Aprendí mucho de Alindor, era un maestro verdadero, con cartapacio y cabello engominado, pulcro vestir y correcto hablar, si alguna vez tuve un ídolo a esa edad fue él. Me enseñó a moldear la arcilla y los días venideros de mi vida, que España es un país de Europa y que el pan compartido era más dulce que la miel. Me leyó cuentos y me hizo aprender poesías que me hacían sentir menos triste cuando pensaba en los Carmona, aquellos compañeros míos que eran lustrabotas.
El tiempo se encargó de alejarme de aquel buen hombre y entonces conocí a otro maestro, Tobías, un músico eximio que inventaba canciones y nos llevaba a la radio a por lo menos la mitad del salón, no éramos buenos para el canto pero a él no le importaba y nos mentía con una sonrisa. Tocaba acordeón y también la guitarra, cualquier instrumento entre sus manos era un canto de sirenas que atraía a multitudes. Cuando llegaba a clase se ponía siempre un blanco guardapolvo. Su alma de artista le hacia inventar canciones brillantez y hasta había grabado discos de vinilo que lucía orgulloso y feliz.
Ambos maestros al entrar al salón hacían gestos de cortesía a los saludos que recibían, ambos siempre limpiaban la silla y el pupitre con blancos pañuelos antes de empezar la clase. Sus sesiones de aprendizaje eran cátedras de la vida y de las ciencias. Predicaban y cumplían sus prédicas a cabalidad. Eran gente honesta y bondadosa, aquellos que enseñaban a ceder la vereda y a colocar la silla para que se siente una dama, aquellos que me hicieron aprender que el verdadero valor de los hombres está en su interior y no en el brillo de fuera.

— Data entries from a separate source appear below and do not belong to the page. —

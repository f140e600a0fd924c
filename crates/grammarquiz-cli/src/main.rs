//! grammarquiz CLI — play multiple-choice grammar quizzes in the terminal.

use std::path::PathBuf;
use std::process;

use clap::{Parser, Subcommand};
use tracing_subscriber::EnvFilter;

mod commands;
mod config;
mod screen;

#[derive(Parser)]
#[command(name = "grammarquiz", version, about = "Multiple-choice grammar quiz game")]
struct Cli {
    #[command(subcommand)]
    command: Commands,
}

#[derive(Subcommand)]
enum Commands {
    /// Play a quiz
    Play {
        /// Topic to play (see `grammarquiz topics`); defaults to the config's default_topic
        #[arg(long)]
        topic: Option<String>,

        /// Seed for a repeatable question and option order
        #[arg(long)]
        seed: Option<u64>,

        /// Skip the feedback pause between questions
        #[arg(long)]
        fast: bool,

        /// Print events as JSON lines instead of drawing the game
        #[arg(long)]
        json: bool,

        /// Disable the terminal bell
        #[arg(long)]
        no_sound: bool,

        /// Config file path
        #[arg(long)]
        config: Option<PathBuf>,
    },

    /// List built-in topics
    Topics,

    /// Create a starter config file
    Init,
}

#[tokio::main]
async fn main() {
    let filter =
        EnvFilter::try_from_default_env().unwrap_or_else(|_| EnvFilter::new("grammarquiz=warn"));
    tracing_subscriber::fmt()
        .with_env_filter(filter)
        .with_writer(std::io::stderr)
        .init();

    let cli = Cli::parse();

    let result = match cli.command {
        Commands::Play {
            topic,
            seed,
            fast,
            json,
            no_sound,
            config,
        } => commands::play::execute(topic, seed, fast, json, no_sound, config).await,
        Commands::Topics => commands::topics::execute(),
        Commands::Init => commands::init::execute(),
    };

    if let Err(e) = result {
        eprintln!("Error: {e:#}");
        process::exit(1);
    }
}
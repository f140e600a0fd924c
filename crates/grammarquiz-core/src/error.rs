//! Quiz error types.
//!
//! The taxonomy is small: a session can fail to start, a stray answer can be
//! dropped, and a question record can be rejected when it is constructed.

use thiserror::Error;

/// Errors produced by the quiz core.
#[derive(Debug, Clone, PartialEq, Eq, Error)]
pub enum QuizError {
    /// `start` was called with no questions; no session begins.
    #[error("cannot start a quiz with an empty question set")]
    EmptyQuestionSet,

    /// An answer arrived while input was closed (feedback interval, idle, or
    /// finished session). Dropped silently by adapters.
    #[error("answer ignored: session is not accepting input")]
    InputIgnored,

    /// `advance` was called without an answered question waiting.
    #[error("no pending advance: session is not awaiting the next question")]
    NoPendingAdvance,

    /// A question needs at least two options.
    #[error("question {prompt:?} has {count} option(s), at least 2 required")]
    TooFewOptions { prompt: String, count: usize },

    /// The same option text appears twice in one question.
    #[error("question {prompt:?} lists option {option:?} more than once")]
    DuplicateOption { prompt: String, option: String },

    /// The labelled correct answer is not among the options.
    #[error("question {prompt:?}: correct answer {correct:?} is not one of its options")]
    CorrectOptionMissing { prompt: String, correct: String },

    /// No built-in topic has this id.
    #[error("unknown topic: {0}")]
    UnknownTopic(String),
}

impl QuizError {
    /// Returns `false` for errors that adapters should swallow without
    /// telling the player.
    pub fn is_user_visible(&self) -> bool {
        !matches!(self, QuizError::InputIgnored)
    }
}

Y como todos también, luchadores incansables, como todos defendían sus derechos dignamente, con hidalguía y entereza, con tenacidad y con respeto. En alguna huelga los vi años después reclamando con decencia, caminando por la calle y aplaudiendo con dignidad. No los imagino nunca protagonizando escándalos públicos, quemando llantas ni lanzando piedras.
Esa ola gigantesca que es el tiempo, se encargó de varar mis días a otras playas, de arrastrar mi vida lejos de esa isla feliz que fueron sus sabias enseñanzas. Esos maestros increíbles también fueron arrastrados por el tiempo inclemente a retiros esperados. Dejaron de escribir sus días con tizas polvorientas y empezaron a borrar sus días con almohadillas de tristeza. Había que dejar el lugar para otros y ellos lo sabían bien.

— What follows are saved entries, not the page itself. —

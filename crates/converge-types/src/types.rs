//! Structural type descriptors.
//!
//! A [`ValueType`] describes the shape of a [`Value`](crate::Value) without
//! holding any data. Two values are same-shape iff their types compare equal.
//! The descriptors also drive zero-value materialization and the
//! type-directed JSON codec.

use std::collections::BTreeMap;
use std::fmt;

use crate::error::{TypeError, TypeResult};
use crate::value::{Scalar, Value};

/// The primitive families a scalar can belong to.
#[derive(Clone, Copy, Debug, PartialEq, Eq, Hash)]
pub enum ScalarKind {
    /// Signed integer (stored as `i64`).
    Int,
    /// Unsigned integer (stored as `u64`).
    UInt,
    /// Floating point (stored as `f64`).
    Float,
    /// Complex number (a pair of `f64`).
    Complex,
    /// Boolean.
    Bool,
    /// UTF-8 string.
    Str,
}

impl ScalarKind {
    /// Whether this kind can serve as a mapping key.
    ///
    /// Floats and complex numbers have no total order (NaN), so they are
    /// rejected in key position.
    pub fn is_comparable(&self) -> bool {
        !matches!(self, Self::Float | Self::Complex)
    }
}

impl fmt::Display for ScalarKind {
    fn fmt(&self, f: &mut fmt::Formatter<'_>) -> fmt::Result {
        let name = match self {
            Self::Int => "int",
            Self::UInt => "uint",
            Self::Float => "float",
            Self::Complex => "complex",
            Self::Bool => "bool",
            Self::Str => "string",
        };
        write!(f, "{name}")
    }
}

/// A named field of a record type, at a stable declaration index.
#[derive(Clone, Debug, PartialEq, Eq)]
pub struct FieldType {
    /// Field name.
    pub name: String,
    /// Field type.
    pub ty: ValueType,
}

impl FieldType {
    /// Create a new field descriptor.
    pub fn new(name: impl Into<String>, ty: ValueType) -> Self {
        Self {
            name: name.into(),
            ty,
        }
    }
}

/// An ordered record type: named fields with stable declaration indices.
#[derive(Clone, Debug, PartialEq, Eq, Default)]
pub struct RecordType {
    fields: Vec<FieldType>,
}

impl RecordType {
    /// Create a record type from its fields, in declaration order.
    pub fn new(fields: Vec<FieldType>) -> Self {
        Self { fields }
    }

    /// The fields in declaration order.
    pub fn fields(&self) -> &[FieldType] {
        &self.fields
    }

    /// Field descriptor at a declaration index.
    pub fn field(&self, index: usize) -> Option<&FieldType> {
        self.fields.get(index)
    }

    /// Look up a field by name, returning its declaration index.
    pub fn field_named(&self, name: &str) -> Option<(usize, &FieldType)> {
        self.fields
            .iter()
            .enumerate()
            .find(|(_, f)| f.name == name)
    }

    /// Number of fields.
    pub fn len(&self) -> usize {
        self.fields.len()
    }

    /// Returns `true` if the record has no fields.
    pub fn is_empty(&self) -> bool {
        self.fields.is_empty()
    }
}

/// Structural description of a value's shape.
#[derive(Clone, Debug, PartialEq, Eq)]
pub enum ValueType {
    /// A primitive scalar.
    Scalar(ScalarKind),
    /// An ordered record with named fields.
    Record(RecordType),
    /// A fixed-length tuple.
    Tuple(Vec<ValueType>),
    /// A variable-length sequence.
    Seq(Box<ValueType>),
    /// A keyed mapping. Keys must be of a comparable scalar kind.
    Map {
        key: ScalarKind,
        value: Box<ValueType>,
    },
    /// An optional indirection (nullable single-child container).
    Opt(Box<ValueType>),
}

impl ValueType {
    /// Shorthand for `Scalar(ScalarKind::Int)`.
    pub fn int() -> Self {
        Self::Scalar(ScalarKind::Int)
    }

    /// Shorthand for `Scalar(ScalarKind::UInt)`.
    pub fn uint() -> Self {
        Self::Scalar(ScalarKind::UInt)
    }

    /// Shorthand for `Scalar(ScalarKind::Float)`.
    pub fn float() -> Self {
        Self::Scalar(ScalarKind::Float)
    }

    /// Shorthand for `Scalar(ScalarKind::Complex)`.
    pub fn complex() -> Self {
        Self::Scalar(ScalarKind::Complex)
    }

    /// Shorthand for `Scalar(ScalarKind::Bool)`.
    pub fn boolean() -> Self {
        Self::Scalar(ScalarKind::Bool)
    }

    /// Shorthand for `Scalar(ScalarKind::Str)`.
    pub fn string() -> Self {
        Self::Scalar(ScalarKind::Str)
    }

    /// A record type from its fields.
    pub fn record(fields: Vec<FieldType>) -> Self {
        Self::Record(RecordType::new(fields))
    }

    /// A tuple type from its element types.
    pub fn tuple(elems: Vec<ValueType>) -> Self {
        Self::Tuple(elems)
    }

    /// A sequence type over an element type.
    pub fn seq(elem: ValueType) -> Self {
        Self::Seq(Box::new(elem))
    }

    /// A mapping type over a key kind and value type.
    pub fn map(key: ScalarKind, value: ValueType) -> Self {
        Self::Map {
            key,
            value: Box::new(value),
        }
    }

    /// An optional indirection over an inner type.
    pub fn opt(inner: ValueType) -> Self {
        Self::Opt(Box::new(inner))
    }

    /// Short name of this type's kind, for error rendering.
    pub fn kind_name(&self) -> &'static str {
        match self {
            Self::Scalar(ScalarKind::Int) => "int",
            Self::Scalar(ScalarKind::UInt) => "uint",
            Self::Scalar(ScalarKind::Float) => "float",
            Self::Scalar(ScalarKind::Complex) => "complex",
            Self::Scalar(ScalarKind::Bool) => "bool",
            Self::Scalar(ScalarKind::Str) => "string",
            Self::Record(_) => "record",
            Self::Tuple(_) => "tuple",
            Self::Seq(_) => "sequence",
            Self::Map { .. } => "map",
            Self::Opt(_) => "optional",
        }
    }

    /// Validate this type descriptor.
    ///
    /// Rejects mapping types whose key kind is not comparable and records
    /// with duplicate field names. Recurses into child types.
    pub fn validate(&self) -> TypeResult<()> {
        match self {
            Self::Scalar(_) => Ok(()),
            Self::Record(rt) => {
                for (i, field) in rt.fields().iter().enumerate() {
                    if rt.fields()[..i].iter().any(|f| f.name == field.name) {
                        return Err(TypeError::Invalid(format!(
                            "duplicate record field '{}'",
                            field.name
                        )));
                    }
                    field.ty.validate()?;
                }
                Ok(())
            }
            Self::Tuple(elems) => {
                for elem in elems {
                    elem.validate()?;
                }
                Ok(())
            }
            Self::Seq(elem) => elem.validate(),
            Self::Map { key, value } => {
                if !key.is_comparable() {
                    return Err(TypeError::UnsupportedKind(format!("{key} map key")));
                }
                value.validate()
            }
            Self::Opt(inner) => inner.validate(),
        }
    }

    /// Build the zero value of this type.
    ///
    /// Scalars get their numeric/empty zero, records materialize every
    /// field, tuples materialize every element, sequences and mappings
    /// start empty, and indirections start null.
    pub fn zero(&self) -> Value {
        match self {
            Self::Scalar(ScalarKind::Int) => Value::Scalar(Scalar::Int(0)),
            Self::Scalar(ScalarKind::UInt) => Value::Scalar(Scalar::UInt(0)),
            Self::Scalar(ScalarKind::Float) => Value::Scalar(Scalar::Float(0.0)),
            Self::Scalar(ScalarKind::Complex) => {
                Value::Scalar(Scalar::Complex { re: 0.0, im: 0.0 })
            }
            Self::Scalar(ScalarKind::Bool) => Value::Scalar(Scalar::Bool(false)),
            Self::Scalar(ScalarKind::Str) => Value::Scalar(Scalar::Str(String::new())),
            Self::Record(rt) => {
                Value::Record(rt.fields().iter().map(|f| f.ty.zero()).collect())
            }
            Self::Tuple(elems) => Value::Tuple(elems.iter().map(|t| t.zero()).collect()),
            Self::Seq(_) => Value::Seq(Vec::new()),
            Self::Map { .. } => Value::Map(BTreeMap::new()),
            Self::Opt(_) => Value::Opt(None),
        }
    }
}

#[cfg(test)]
mod tests {
    use super::*;

    #[test]
    fn comparable_kinds() {
        assert!(ScalarKind::Int.is_comparable());
        assert!(ScalarKind::UInt.is_comparable());
        assert!(ScalarKind::Bool.is_comparable());
        assert!(ScalarKind::Str.is_comparable());
        assert!(!ScalarKind::Float.is_comparable());
        assert!(!ScalarKind::Complex.is_comparable());
    }

    #[test]
    fn float_map_key_rejected() {
        let ty = ValueType::map(ScalarKind::Float, ValueType::int());
        let err = ty.validate().unwrap_err();
        assert!(matches!(err, TypeError::UnsupportedKind(_)));
    }

    #[test]
    fn nested_invalid_key_rejected() {
        let ty = ValueType::record(vec![FieldType::new(
            "weights",
            ValueType::map(ScalarKind::Complex, ValueType::float()),
        )]);
        assert!(ty.validate().is_err());
    }

    #[test]
    fn duplicate_field_rejected() {
        let ty = ValueType::record(vec![
            FieldType::new("a", ValueType::int()),
            FieldType::new("a", ValueType::string()),
        ]);
        let err = ty.validate().unwrap_err();
        assert!(matches!(err, TypeError::Invalid(_)));
    }

    #[test]
    fn valid_composite_type() {
        let ty = ValueType::record(vec![
            FieldType::new("replicas", ValueType::int()),
            FieldType::new("labels", ValueType::map(ScalarKind::Str, ValueType::string())),
            FieldType::new("ports", ValueType::seq(ValueType::uint())),
        ]);
        assert!(ty.validate().is_ok());
    }

    #[test]
    fn zero_of_scalars() {
        assert_eq!(ValueType::int().zero(), Value::Scalar(Scalar::Int(0)));
        assert_eq!(
            ValueType::string().zero(),
            Value::Scalar(Scalar::Str(String::new()))
        );
        assert_eq!(ValueType::boolean().zero(), Value::Scalar(Scalar::Bool(false)));
    }

    #[test]
    fn zero_of_record_materializes_fields() {
        let ty = ValueType::record(vec![
            FieldType::new("a", ValueType::int()),
            FieldType::new("b", ValueType::opt(ValueType::string())),
        ]);
        let zero = ty.zero();
        assert_eq!(
            zero,
            Value::Record(vec![Value::Scalar(Scalar::Int(0)), Value::Opt(None)])
        );
    }

    #[test]
    fn zero_of_containers_is_empty() {
        assert_eq!(ValueType::seq(ValueType::int()).zero(), Value::Seq(vec![]));
        assert_eq!(
            ValueType::map(ScalarKind::Str, ValueType::int()).zero(),
            Value::Map(BTreeMap::new())
        );
        assert_eq!(ValueType::opt(ValueType::int()).zero(), Value::Opt(None));
    }

    #[test]
    fn field_lookup_by_name() {
        let rt = RecordType::new(vec![
            FieldType::new("first", ValueType::int()),
            FieldType::new("second", ValueType::string()),
        ]);
        let (idx, field) = rt.field_named("second").unwrap();
        assert_eq!(idx, 1);
        assert_eq!(field.ty, ValueType::string());
        assert!(rt.field_named("missing").is_none());
    }
}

Después de ellos una generación distinta llegó, una generación de profesores forjados en climas violentos, entre gases lacrimógenos y smock de llantas de caucho, entre insultos y pedradas destruyendo ventanales públicos y privados. Una generación incapaz de predicar con el ejemplo, una generación absurda con la que se pretende que un alumno lea doce libros al año cuando los educadores no leen dos al año, otros ni siquiera uno… Salvo las excepciones que se volvieron una especie rara, en extinción, una especie cada vez más difícil de encontrar en este mundo cada día menos piadoso y más vacío.